The Midwest Slot Car Swap is only 5 weeks away and it's time to get your hotel reservations in.

It's official that the Inn of Hammond is STILL under the burden of renovation. Fortunately the Lansing Holiday Inn Express has once again extended us a discount. They are holding rooms for us.
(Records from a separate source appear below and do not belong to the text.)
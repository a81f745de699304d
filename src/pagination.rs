use std::any::type_name;
use std::future::Future;

use anyhow::Result;
use serde::Deserialize;
use tracing::{event, trace_span, Instrument, Level};

#[derive(Debug, Clone, PartialEq, Eq)]
pub struct PaginationInput {
    pub page: u32,
    pub limit: u32,
}

#[derive(Deserialize, Debug, Clone)]
pub struct PaginatedResponse<T> {
    pub data: Vec<T>,
    pub meta: Meta,
}

#[derive(Deserialize, Debug, Clone, Copy, PartialEq, Eq)]
pub struct Meta {
    pub total: u64,
    pub page: u64,
    pub limit: u64,
}

impl Meta {
    pub fn number_of_pages(&self) -> u32 {
        if self.limit == 0 {
            return 1;
        }
        self.total.div_ceil(self.limit) as u32
    }
}

/// Walks all pages of a listing endpoint, starting at page 1 with the maximum page size of 20.
pub async fn fetch_all_pages<T, F, Fut>(mut fetch_page: F) -> Result<Vec<T>>
where
    T: for<'de> Deserialize<'de>,
    F: FnMut(PaginationInput) -> Fut,
    Fut: Future<Output = Result<PaginatedResponse<T>>>,
{
    let mut current_input = PaginationInput { page: 1, limit: 20 };
    let mut all_data = Vec::new();

    let output_parameter_type_name = type_name::<T>();

    let span = trace_span!("pagination");

    let mut total_number_of_pages = 1;

    async move {
        event!(Level::TRACE, "Start downloading all pages of type {}", output_parameter_type_name);

        while current_input.page <= total_number_of_pages {
            let response = fetch_page(current_input.clone()).await?;
            total_number_of_pages = response.meta.number_of_pages();

            event!(Level::TRACE, "Downloaded page {} of {}", current_input.page, total_number_of_pages);

            all_data.extend(response.data);

            current_input.page += 1;
        }

        event!(Level::TRACE, "Done downloading all {} pages", total_number_of_pages);
        Ok(all_data)
    }
    .instrument(span)
    .await
}
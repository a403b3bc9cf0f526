use figment::{
    providers::{Env, Format, Json, Serialized, Toml},
    Figment,
};
use serde::{Deserialize, Serialize};
use std::net::SocketAddr;

#[derive(Debug, Clone, Deserialize, Serialize)]
pub struct Config {
    /// Node API endpoint answering INFO queries.
    pub api_addr: SocketAddr,
    /// Per-call timeout on node API requests.
    pub request_timeout_ms: u64,
    /// Fallback poll cadence when push delivery is unavailable.
    pub poll_interval_ms: u64,
    /// Emitter cadence for the push channel.
    pub push_interval_ms: u64,
    /// Disable to force the polling fallback.
    pub push_updates: bool,
    /// Daemon status-report cadence.
    pub status_interval_secs: u64,
}

impl Default for Config {
    fn default() -> Self {
        Self {
            api_addr: "127.0.0.1:3030".parse().unwrap(),
            request_timeout_ms: 2000,
            poll_interval_ms: 2000,
            push_interval_ms: 500,
            push_updates: true,
            status_interval_secs: 10,
        }
    }
}

impl Config {
    pub fn load() -> anyhow::Result<Self> {
        let config: Config = Figment::from(Serialized::defaults(Config::default()))
            .merge(Toml::file("meshwatch.toml"))
            .merge(Json::file("meshwatch.json"))
            .merge(Env::prefixed("MESHWATCH_"))
            .extract()
            .map_err(|e| anyhow::anyhow!("Failed to load configuration: {}", e))?;

        Ok(config)
    }
}
//! Live mesh-topology state aggregation over the local node API.
//!
//! The backend node process owns peer networking and health checking; this
//! crate keeps one consistent, freshly stamped copy of its interface list.
//! Updates arrive over a push channel when available and over fixed-interval
//! polling otherwise, every ingest replaces the list wholesale, and pure
//! helpers derive the per-group and per-node views consumers render.

pub mod bridge;
pub mod config;
pub mod error;
pub mod normalize;
pub mod service;
pub mod types;
pub mod views;

pub use service::{IngestMode, NetworkService, NetworkState};
pub use types::{InterfaceSnapshot, RawInterfaceInfo, UNGROUPED};
//! Receipt-time stamping for incoming snapshot batches.

use chrono::{DateTime, Utc};

use crate::types::{InterfaceSnapshot, RawInterfaceInfo};

/// Rendering used for the human-readable receipt time.
const TIME_FORMAT: &str = "%Y-%m-%d %H:%M:%S";

/// Stamps a batch with the current instant.
///
/// "Now" is captured exactly once per call, never per record, so every
/// snapshot in one backend emission carries the identical receipt time.
pub fn normalize(raw: Vec<RawInterfaceInfo>) -> Vec<InterfaceSnapshot> {
    normalize_at(raw, Utc::now())
}

/// Deterministic variant of [`normalize`] for a caller-supplied clock.
/// No transformation beyond the stamp; field values pass through unchanged.
pub fn normalize_at(raw: Vec<RawInterfaceInfo>, at: DateTime<Utc>) -> Vec<InterfaceSnapshot> {
    let received_at_ms = at.timestamp_millis();
    let received_at_text = at.format(TIME_FORMAT).to_string();
    raw.into_iter()
        .map(|info| InterfaceSnapshot {
            info,
            received_at_ms,
            received_at_text: received_at_text.clone(),
        })
        .collect()
}
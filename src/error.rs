//! Error types for the backend bridge.

use std::time::Duration;

use thiserror::Error;

/// Failures crossing the bridge to the node API.
///
/// Consumers of the aggregated view only ever see the rendered display
/// string; the typed variants exist for the bridge and its tests.
#[derive(Debug, Error)]
pub enum BridgeError {
    #[error("node API request timed out after {after:?}")]
    Timeout { after: Duration },
    #[error("node API i/o error: {0}")]
    Io(#[from] std::io::Error),
    #[error("invalid node API payload: {0}")]
    Decode(#[from] serde_json::Error),
    #[error("push delivery unavailable: {0}")]
    PushUnavailable(String),
}
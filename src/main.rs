//! Meshwatch daemon entry point.

use std::sync::Arc;
use std::time::Duration;

use log::{error, info, warn};
use tokio::signal;
use tokio::time::interval;

use meshwatch::bridge::UdpBridge;
use meshwatch::config::Config;
use meshwatch::service::NetworkService;
use meshwatch::views;

#[tokio::main]
async fn main() -> anyhow::Result<()> {
    // Initialize logging
    env_logger::init();

    // Load configuration
    let cfg = Config::load()?;
    info!("Starting meshwatch daemon with config: {:?}", cfg);

    // Aggregator over the local node API
    let bridge = Arc::new(UdpBridge::from_config(&cfg));
    let service = NetworkService::new(bridge, Duration::from_millis(cfg.poll_interval_ms));
    service.start().await;

    // Periodic status report
    let reporter = {
        let service = service.clone();
        let period = Duration::from_secs(cfg.status_interval_secs);
        tokio::spawn(async move {
            let mut ticker = interval(period);
            loop {
                ticker.tick().await;
                let state = service.state().await;
                if let Some(err) = &state.error {
                    warn!("Topology state degraded: {}", err);
                }
                if state.interfaces.is_empty() {
                    info!("No interfaces reported");
                    continue;
                }
                for group in views::group_by(&state.interfaces) {
                    info!("Group {}: {}/{} online", group.name, group.active, group.total);
                }
            }
        })
    };

    // Graceful Shutdown
    match signal::ctrl_c().await {
        Ok(()) => {
            info!("Received Ctrl+C, shutting down...");
        }
        Err(err) => {
            error!("Unable to listen for shutdown signal: {}", err);
        }
    }

    reporter.abort();
    service.stop().await;

    info!("Shutdown complete.");
    Ok(())
}
//! Local rules defined in TOML files.
//!
//! A local rules directory holds `*.toml` files; every file may declare
//! several rules. Each becomes an ordinary [`Rule`](vsg_core::Rule) and
//! runs alongside the built-in rules.
//!
//! ```text
//! rules/*.toml
//!   ↓ serde (DTO layer)
//! config_dto types
//!   ↓ validate + convert
//! Vec<RuleBox>
//! ```

use std::path::Path;

use tracing::{debug, info};
use vsg_core::{RuleBox, ERROR, MAX_PHASE, MAX_SUBPHASE};

use crate::registry::LoadError;

pub mod config_dto;
pub mod rules;

use config_dto::{DisallowWordDto, LocalRulesDto, TokenCaseDto};
use rules::{DisallowWordRule, LocalRuleMeta, TokenCaseRule, WordSet};

/// Loads every `*.toml` file of `dir`, in file name order.
///
/// # Errors
///
/// Returns [`LoadError::MissingDirectory`] if `dir` is not a directory, and
/// another variant if a file cannot be read, parsed, or validated.
pub fn load_directory(dir: &Path) -> Result<Vec<RuleBox>, LoadError> {
    if !dir.is_dir() {
        return Err(LoadError::MissingDirectory {
            path: dir.to_path_buf(),
        });
    }

    let pattern = dir.join("*.toml");
    let pattern = pattern.to_string_lossy();
    let mut files = glob::glob(&pattern)
        .map_err(|e| LoadError::Pattern {
            pattern: pattern.to_string(),
            message: e.to_string(),
        })?
        .filter_map(Result::ok)
        .collect::<Vec<_>>();
    files.sort();

    let mut result = Vec::new();
    for file in &files {
        let content = std::fs::read_to_string(file).map_err(|e| LoadError::Io {
            path: file.clone(),
            source: e,
        })?;
        let rules = load_rules_from_toml(&content, file)?;
        debug!("Loaded {} rule(s) from {}", rules.len(), file.display());
        result.extend(rules);
    }

    info!("Loaded {} local rule(s) from {}", result.len(), dir.display());
    Ok(result)
}

/// Parses one local rules file.
///
/// `origin` is only used in error messages.
///
/// # Errors
///
/// Returns an error if the TOML is invalid or a rule definition is rejected.
pub fn load_rules_from_toml(content: &str, origin: &Path) -> Result<Vec<RuleBox>, LoadError> {
    let dto: LocalRulesDto = toml::from_str(content).map_err(|e| LoadError::Parse {
        path: origin.to_path_buf(),
        message: e.to_string(),
    })?;

    let mut result: Vec<RuleBox> = Vec::new();
    for rule in dto.token_case {
        result.push(Box::new(convert_token_case(rule, origin)?));
    }
    for rule in dto.disallow_word {
        result.push(Box::new(convert_disallow_word(rule, origin)?));
    }
    Ok(result)
}

fn convert_token_case(dto: TokenCaseDto, origin: &Path) -> Result<TokenCaseRule, LoadError> {
    let meta = convert_meta(
        origin,
        "token-case",
        MetaDto {
            name: dto.name,
            identifier: dto.identifier,
            phase: dto.phase,
            subphase: dto.subphase,
            severity: dto.severity,
            description: dto.description,
            words: &dto.words,
        },
    )?;
    Ok(TokenCaseRule::new(meta, WordSet::new(&dto.words), dto.case))
}

fn convert_disallow_word(
    dto: DisallowWordDto,
    origin: &Path,
) -> Result<DisallowWordRule, LoadError> {
    let meta = convert_meta(
        origin,
        "disallow-word",
        MetaDto {
            name: dto.name,
            identifier: dto.identifier,
            phase: dto.phase,
            subphase: dto.subphase,
            severity: dto.severity,
            description: dto.description,
            words: &dto.words,
        },
    )?;
    Ok(DisallowWordRule::new(
        meta,
        WordSet::new(&dto.words),
        dto.message,
    ))
}

struct MetaDto<'a> {
    name: String,
    identifier: String,
    phase: u8,
    subphase: u8,
    severity: Option<String>,
    description: Option<String>,
    words: &'a [String],
}

fn convert_meta(origin: &Path, kind: &str, dto: MetaDto<'_>) -> Result<LocalRuleMeta, LoadError> {
    let invalid = |message: String| LoadError::Invalid {
        path: origin.to_path_buf(),
        message,
    };
    let is_word = |s: &str| !s.is_empty() && s.chars().all(|c| c.is_ascii_alphanumeric() || c == '_');

    if !is_word(&dto.name) || !is_word(&dto.identifier) {
        return Err(invalid(format!(
            "{kind} `{}_{}`: name and identifier must be non-empty words",
            dto.name, dto.identifier
        )));
    }
    let id = format!("{}_{}", dto.name, dto.identifier);
    if !(1..=MAX_PHASE).contains(&dto.phase) {
        return Err(invalid(format!(
            "{kind} `{id}`: phase {} is outside 1..={MAX_PHASE}",
            dto.phase
        )));
    }
    if !(1..=MAX_SUBPHASE).contains(&dto.subphase) {
        return Err(invalid(format!(
            "{kind} `{id}`: subphase {} is outside 1..={MAX_SUBPHASE}",
            dto.subphase
        )));
    }
    if dto.words.is_empty() {
        return Err(invalid(format!("{kind} `{id}`: `words` must not be empty")));
    }

    Ok(LocalRuleMeta {
        name: dto.name,
        identifier: dto.identifier,
        phase: dto.phase,
        subphase: dto.subphase,
        severity: dto.severity.unwrap_or_else(|| ERROR.to_string()),
        description: dto.description.unwrap_or_default(),
    })
}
You MUST mention the Slot Car Show to get the $99 rate.

2323 172nd St, Lansing, IL 60438
(708) 418-1188


----------



## swamibob (Jan 20, 2009)

SWEET! I really liked that hotel.

Tom


----------



## slotcasimation (Nov 6, 2008)

Awesome!!!!!!!!!!!! Much better the the Inn of Hammond


----------



## wheelz63 (Mar 11, 2006)

Very nice place to stay, great people there also.


----------



## shocker36 (Jul 5, 2008)

Will Tom Stumpf be there?


----------



## honda27 (Apr 17, 2008)

*show*

yes he will be here.


----------



## swamibob (Jan 20, 2009)

Just a bump on the hotel info.

Tom


----------



## honda27 (Apr 17, 2008)

*show*

why shocker u coming up from fl 4 show.


----------



## tomhocars (Oct 19, 2005)

shocker36 said:


> Will Tom Stumpf be there?


I'll be there with my sidekick Bob.


----------



## tomhocars (Oct 19, 2005)

[IMG-LEFT][/IMG-LEFT]


shocker36 said:


> Will Tom Stumpf be there?


 Yes, I'll be there with my sidekick,Bob


----------



## honda27 (Apr 17, 2008)

*show*

just need to move up.


----------



## shocker36 (Jul 5, 2008)

Im in Joliet


honda27 said:


> why shocker u coming up from fl 4 show.


----------